Elucidating the SNR-t Bias of Diffusion Probabilistic Models

Conference: CVPR 2026
arXiv: 2604.16044
Code: https://github.com/AMAP-ML/DCW
Area: Image Generation
Keywords: Diffusion Models, SNR-t Bias, Differential Correction, Wavelet Domain, Training-free

TL;DR

This paper reveals the pervasive SNR-t bias in diffusion models (the mismatch between the Signal-to-Noise Ratio of samples in the reverse process and their timestamps) and proposes Differential Correction in Wavelet domain (DCW).
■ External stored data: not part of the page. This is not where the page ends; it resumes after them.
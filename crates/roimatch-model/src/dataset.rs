//! Flattening typed records into feature tables and label vectors.

use std::collections::HashMap;

use roimatch_core::{Candidate, Creator, Match, MatchMethod, PerformanceRecord};

use crate::artifact::LabelSource;
use crate::error::ModelError;
use crate::table::{Column, FeatureSchema, FeatureTable};

pub const NICHE: &str = "niche";
pub const PLATFORM: &str = "platform";
pub const FOLLOWER_COUNT: &str = "follower_count";
pub const INFLUENCER_CATEGORY: &str = "influencer_category";
pub const BUDGET: &str = "budget";
pub const CAMPAIGN_TYPE: &str = "campaign_type";
pub const ESTIMATED_REACH: &str = "estimated_reach";

/// Placeholder category for a missing campaign type.
const UNKNOWN: &str = "unknown";

/// Features, labels, and the number of input rows left out.
#[derive(Debug, Clone)]
pub struct Dataset {
    pub schema: FeatureSchema,
    pub table: FeatureTable,
    pub labels: Vec<f64>,
    pub excluded: usize,
    /// Provenance of the labels that made it into the table.
    pub label_source: LabelSource,
}

impl Dataset {
    #[must_use]
    pub fn len(&self) -> usize {
        self.labels.len()
    }

    #[must_use]
    pub fn is_empty(&self) -> bool {
        self.labels.is_empty()
    }
}

#[must_use]
pub fn creator_schema() -> FeatureSchema {
    FeatureSchema::new(&[NICHE, PLATFORM], &[FOLLOWER_COUNT])
}

/// Join matches to creators on `creator_id`. Matches whose creator is not in
/// `creators` are excluded and counted, never imputed.
///
/// # Errors
///
/// Only fails if the assembled columns disagree in length, which indicates a
/// bug rather than bad input.
#[allow(clippy::cast_precision_loss)]
pub fn build_creator_dataset(
    creators: &[Creator],
    matches: &[Match],
) -> Result<Dataset, ModelError> {
    let by_id: HashMap<i64, &Creator> = creators.iter().map(|c| (c.id, c)).collect();

    let mut niches = Vec::with_capacity(matches.len());
    let mut platforms = Vec::with_capacity(matches.len());
    let mut followers = Vec::with_capacity(matches.len());
    let mut labels = Vec::with_capacity(matches.len());
    let mut excluded = 0;

    let mut joined = Vec::with_capacity(matches.len());

    for m in matches {
        let Some(creator) = by_id.get(&m.creator_id) else {
            excluded += 1;
            continue;
        };
        if !m.actual_roi.is_finite() {
            excluded += 1;
            continue;
        }
        joined.push(m);
        niches.push(creator.niche.clone());
        platforms.push(creator.platform.to_string());
        followers.push(creator.follower_count as f64);
        labels.push(m.actual_roi);
    }

    let table = FeatureTable::new()
        .with(NICHE, Column::Categorical(niches))?
        .with(PLATFORM, Column::Categorical(platforms))?
        .with(FOLLOWER_COUNT, Column::Numeric(followers))?;

    Ok(Dataset {
        schema: creator_schema(),
        table,
        labels,
        excluded,
        label_source: label_source_for(joined),
    })
}

/// Which performance columns feed the sales model.
#[derive(Debug, Clone, Copy, PartialEq, Eq, Default)]
pub enum PerformanceFeatures {
    /// platform, influencer_category, budget.
    #[default]
    Basic,
    /// Basic plus campaign_type and estimated_reach.
    Extended,
}

impl PerformanceFeatures {
    #[must_use]
    pub fn schema(self) -> FeatureSchema {
        match self {
            PerformanceFeatures::Basic => {
                FeatureSchema::new(&[PLATFORM, INFLUENCER_CATEGORY], &[BUDGET])
            }
            PerformanceFeatures::Extended => FeatureSchema::new(
                &[PLATFORM, INFLUENCER_CATEGORY, CAMPAIGN_TYPE],
                &[BUDGET, ESTIMATED_REACH],
            ),
        }
    }
}

/// Flatten performance records into a sales dataset.
///
/// Records with a missing or non-positive budget or missing sales are
/// excluded. In [`PerformanceFeatures::Extended`] mode records without
/// `estimated_reach` are excluded too, and a missing campaign type becomes
/// `"unknown"`.
///
/// # Errors
///
/// Only fails if the assembled columns disagree in length.
#[allow(clippy::cast_precision_loss)]
pub fn build_performance_dataset(
    records: &[PerformanceRecord],
    features: PerformanceFeatures,
) -> Result<Dataset, ModelError> {
    let extended = features == PerformanceFeatures::Extended;

    let mut platforms = Vec::with_capacity(records.len());
    let mut categories = Vec::with_capacity(records.len());
    let mut budgets = Vec::with_capacity(records.len());
    let mut campaign_types = Vec::new();
    let mut reaches = Vec::new();
    let mut labels = Vec::with_capacity(records.len());
    let mut excluded = 0;

    for r in records {
        let (Some(budget), Some(sales)) = (r.positive_budget(), r.product_sales) else {
            excluded += 1;
            continue;
        };
        if !sales.is_finite() {
            excluded += 1;
            continue;
        }
        if extended {
            let Some(reach) = r.estimated_reach else {
                excluded += 1;
                continue;
            };
            reaches.push(reach as f64);
            campaign_types.push(
                r.campaign_type
                    .clone()
                    .unwrap_or_else(|| UNKNOWN.to_string()),
            );
        }
        platforms.push(r.platform.to_string());
        categories.push(r.influencer_category.clone());
        budgets.push(budget as f64);
        labels.push(sales);
    }

    let mut table = FeatureTable::new()
        .with(PLATFORM, Column::Categorical(platforms))?
        .with(INFLUENCER_CATEGORY, Column::Categorical(categories))?
        .with(BUDGET, Column::Numeric(budgets))?;
    if extended {
        table.insert(CAMPAIGN_TYPE, Column::Categorical(campaign_types))?;
        table.insert(ESTIMATED_REACH, Column::Numeric(reaches))?;
    }

    Ok(Dataset {
        schema: features.schema(),
        table,
        labels,
        excluded,
        label_source: LabelSource::Historical,
    })
}

/// Feature rows for recommendation candidates. The tier name is presented
/// as the influencer category, matching the basic sales schema.
///
/// # Errors
///
/// Only fails if the assembled columns disagree in length.
#[allow(clippy::cast_precision_loss)]
pub fn candidate_table(candidates: &[Candidate]) -> Result<FeatureTable, ModelError> {
    FeatureTable::new()
        .with(
            PLATFORM,
            Column::Categorical(candidates.iter().map(|c| c.platform.to_string()).collect()),
        )?
        .with(
            INFLUENCER_CATEGORY,
            Column::Categorical(
                candidates
                    .iter()
                    .map(|c| c.influencer_tier.to_string())
                    .collect(),
            ),
        )?
        .with(
            BUDGET,
            Column::Numeric(candidates.iter().map(|c| c.budget as f64).collect()),
        )
}

/// Provenance of a set of match labels.
#[must_use]
pub fn label_source_for<'a>(matches: impl IntoIterator<Item = &'a Match>) -> LabelSource {
    let (total, observed) = matches.into_iter().fold((0usize, 0usize), |(total, observed), m| {
        (total + 1, observed + usize::from(m.method == MatchMethod::Observed))
    });
    match observed {
        0 => LabelSource::Synthetic,
        n if n == total => LabelSource::Observed,
        _ => LabelSource::Mixed,
    }
}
DCW is a training-free, plug-and-play method that enhances the generation quality across various diffusion models.

Background & Motivation

Background: Diffusion Probabilistic Models (DPMs) have achieved great success in generation tasks such as image, audio, and video. During training, models strictly bind noisy samples to timestamps: \(X_t = \sqrt{\bar{\alpha}_t} X_0 + \sqrt{1-\bar{\alpha}_t} \epsilon_t\), where the signal-to-noise ratio \(\text{SNR}(t) = \bar{\alpha}_t / (1-\bar{\alpha}_t)\) is entirely determined by the timestep \(t\).

Limitations of Prior Work: During inference, due to the accumulation of network prediction errors and numerical solver discretization errors, reverse denoising trajectories inevitably deviate from the ideal path. This leads to a mismatch between the actual SNR of the predicted sample \(\hat{x}_t\) and the SNR corresponding to the preset timestep \(t\)—defined here as SNR-t bias.
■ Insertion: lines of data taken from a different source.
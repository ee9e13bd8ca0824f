//! Purpose: Detect PEP 723 inline script metadata blocks in script text.
//! Exports: `includes_inline_metadata`.
//! Role: Boolean oracle used by the manifest locator; never parses TOML content.
//! Invariants: Uses the reference PEP 723 pattern: `# /// <type>` opener,
//! Invariants: one or more `#` / `# ...` lines, then `# ///`.
//! Invariants: Only `\n` ends a line; a trailing `\r` breaks a marker line.
use std::sync::LazyLock;

use regex::Regex;

static INLINE_METADATA: LazyLock<Regex> = LazyLock::new(|| {
    Regex::new(r"(?m)^# /// (?P<type>[a-zA-Z0-9-]+)$\s(?P<content>(^#( .*)?$\s)+)^# ///$")
        .expect("inline metadata pattern compiles")
});

pub fn includes_inline_metadata(text: &str) -> bool {
    INLINE_METADATA.is_match(text)
}

#[cfg(test)]
mod tests {
    use super::{INLINE_METADATA, includes_inline_metadata};

    const SCRIPT: &str = "# /// script\n# requires-python = \">=3.12\"\n# dependencies = []\n# ///\n\nimport sys\n";

    fn block_types(text: &str) -> Vec<&str> {
        INLINE_METADATA
            .captures_iter(text)
            .filter_map(|caps| caps.name("type").map(|m| m.as_str()))
            .collect()
    }

    #[test]
    fn detects_script_block() {
        assert!(includes_inline_metadata(SCRIPT));
        assert_eq!(block_types(SCRIPT), vec!["script"]);
    }

    #[test]
    fn detects_block_after_code_and_without_trailing_newline() {
        let text = "import os\n# /// script\n#\n# ///";
        assert!(includes_inline_metadata(text));
    }

    #[test]
    fn requires_a_body_line_and_a_closer() {
        assert!(!includes_inline_metadata("# /// script\n# ///\n"));
        assert!(!includes_inline_metadata("# /// script\n# dependencies = []\n"));
        assert!(!includes_inline_metadata(""));
    }

    #[test]
    fn rejects_malformed_markers() {
        assert!(!includes_inline_metadata("# ///script\n# a\n# ///\n"));
        assert!(!includes_inline_metadata("# /// bad_type\n# a\n# ///\n"));
        assert!(!includes_inline_metadata("# /// script\r\n# a\r\n# ///\r\n"));
        assert!(!includes_inline_metadata("# /// script\n#a = 1\n# ///\n"));
        assert!(!includes_inline_metadata("# /// script\n# a\nx = 1\n# ///\n"));
    }

    #[test]
    fn greedy_body_closes_at_last_marker() {
        let text = "# /// script\n# a\n# ///\n# b\n# ///\nprint()\n# /// tool\n# c\n# ///";
        assert_eq!(block_types(text), vec!["script", "tool"]);
        let content = INLINE_METADATA
            .captures(text)
            .and_then(|caps| caps.name("content").map(|m| m.as_str()))
            .expect("content");
        assert_eq!(content, "# a\n# ///\n# b\n");
    }
}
Key Challenge: While SNR and timestamps are strictly coupled during training, this correspondence is broken during inference. When the network receives samples with mismatched SNRs, it produces significant prediction bias: samples with lower SNR lead to over-prediction of noise, while samples with higher SNR lead to under-prediction. Experiments confirm that reverse process samples consistently exhibit lower SNRs than forward process samples.
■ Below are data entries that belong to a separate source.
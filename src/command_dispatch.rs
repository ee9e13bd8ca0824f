//! Purpose: Hold top-level CLI command dispatch for `nbscript`.
//! Exports: `dispatch_command`.
//! Role: Keep `main.rs` focused on parse/bootstrap and delegate command execution.
//! Invariants: Business logic lives in `nbscript::sync`; this layer only maps args and output.

use super::*;

use nbscript::sync::InitOptions;
use nbscript::uv::AddRequest;

pub(super) fn dispatch_command(
    command: Command,
    sync: &Synchronizer<Uv>,
    color_mode: ColorMode,
) -> Result<RunOutcome, Error> {
    match command {
        Command::Completion { shell } => {
            let mut cmd = Cli::command();
            clap_complete::aot::generate(shell, &mut cmd, "nbscript", &mut io::stdout());
            Ok(RunOutcome::ok())
        }
        Command::Version => {
            emit_version_output(color_mode);
            Ok(RunOutcome::ok())
        }
        Command::Init { file, python, with } => {
            let path = sync.init(InitOptions {
                path: file,
                python,
                packages: with,
            })?;
            emit_receipt("init", &path, color_mode);
            Ok(RunOutcome::ok())
        }
        Command::Add {
            file,
            packages,
            requirements,
            extras,
            tag,
            branch,
            rev,
            pin,
            editable,
            exclude_newer,
        } => {
            let request = AddRequest {
                packages,
                requirements,
                extras,
                editable,
                branch,
                rev,
                tag,
                exclude_newer,
            };
            let path = sync.add(&file, request, pin)?;
            emit_receipt("add", &path, color_mode);
            Ok(RunOutcome::ok())
        }
        Command::Remove { file, packages } => {
            let path = sync.remove(&file, &packages)?;
            emit_receipt("remove", &path, color_mode);
            Ok(RunOutcome::ok())
        }
        Command::Cat { file } => {
            if let Some(text) = sync.manifest_text(&file)? {
                println!("{text}");
            }
            Ok(RunOutcome::ok())
        }
    }
}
Goal: (1) Provide a systematic empirical and theoretical proof of SNR-t bias; (2) Design a training-free correction method to mitigate this bias.

Key Insight: Utilizing the reconstructed sample \(x^0_\theta\) generated at each step of the reverse denoising process. The differential signal between \(x^0_\theta\) and the predicted sample \(\hat{x}_{t-1}\) contains gradient information to push shifted samples toward the ideal trajectory.

Core Idea: Introducing differential correction into the wavelet domain to correct different frequency components separately, using dynamic weights designed based on the "low-frequency first, high-frequency later" denoising characteristic of diffusion models.

Method

Overall Architecture

DCW is embedded into each denoising step as a plug-and-play inference module. After each denoising step is completed: (1) Reconstructed sample \(x^0_\theta\) and predicted sample \(x_{t-1}\) are mapped to the wavelet domain via DWT; (2) Differential signals are calculated for low-frequency (LL) and high-frequency (LH, HL, HH) components, applying dynamic weighted correction; (3) The result is mapped back to pixel space via iDWT.

Key Designs

1. Theoretical Proof of SNR-t Bias:

   • Function: Provide a rigorous mathematical foundation for the bias phenomenon.
   • Mechanism: Assuming the reconstruction model \(x^0_\theta(\hat{x}_t, t) = \gamma_t x_0 + \phi_t \epsilon_t\) (\(0 < \gamma_t \leq 1\)), the actual SNR of reverse process samples is derived as \(\text{SNR}(t) = \hat{\gamma}_t^2 \bar{\alpha}_t / (1-\bar{\alpha}_t + (\frac{\sqrt{\bar{\alpha}_t}\beta_{t+1}}{1-\bar{\alpha}_{t+1}}\phi_{t+1})^2)\). Since \(\hat{\gamma}_t \leq 1\) and the denominator contains an extra positive term, the reverse SNR is always lower than the forward SNR—theoretically proving the inevitability of the bias.
   • Design Motivation: The prior assumption \(x^0_\theta = x_0 + \phi_t \epsilon_t\) contradicts the Tweedie formula and variance identity (it would lead to \(\mathbb{E}[\|x^0_\theta\|^2] > \mathbb{E}[\|x_0\|^2]\)), hence the more accurate \(\gamma_t < 1\) assumption.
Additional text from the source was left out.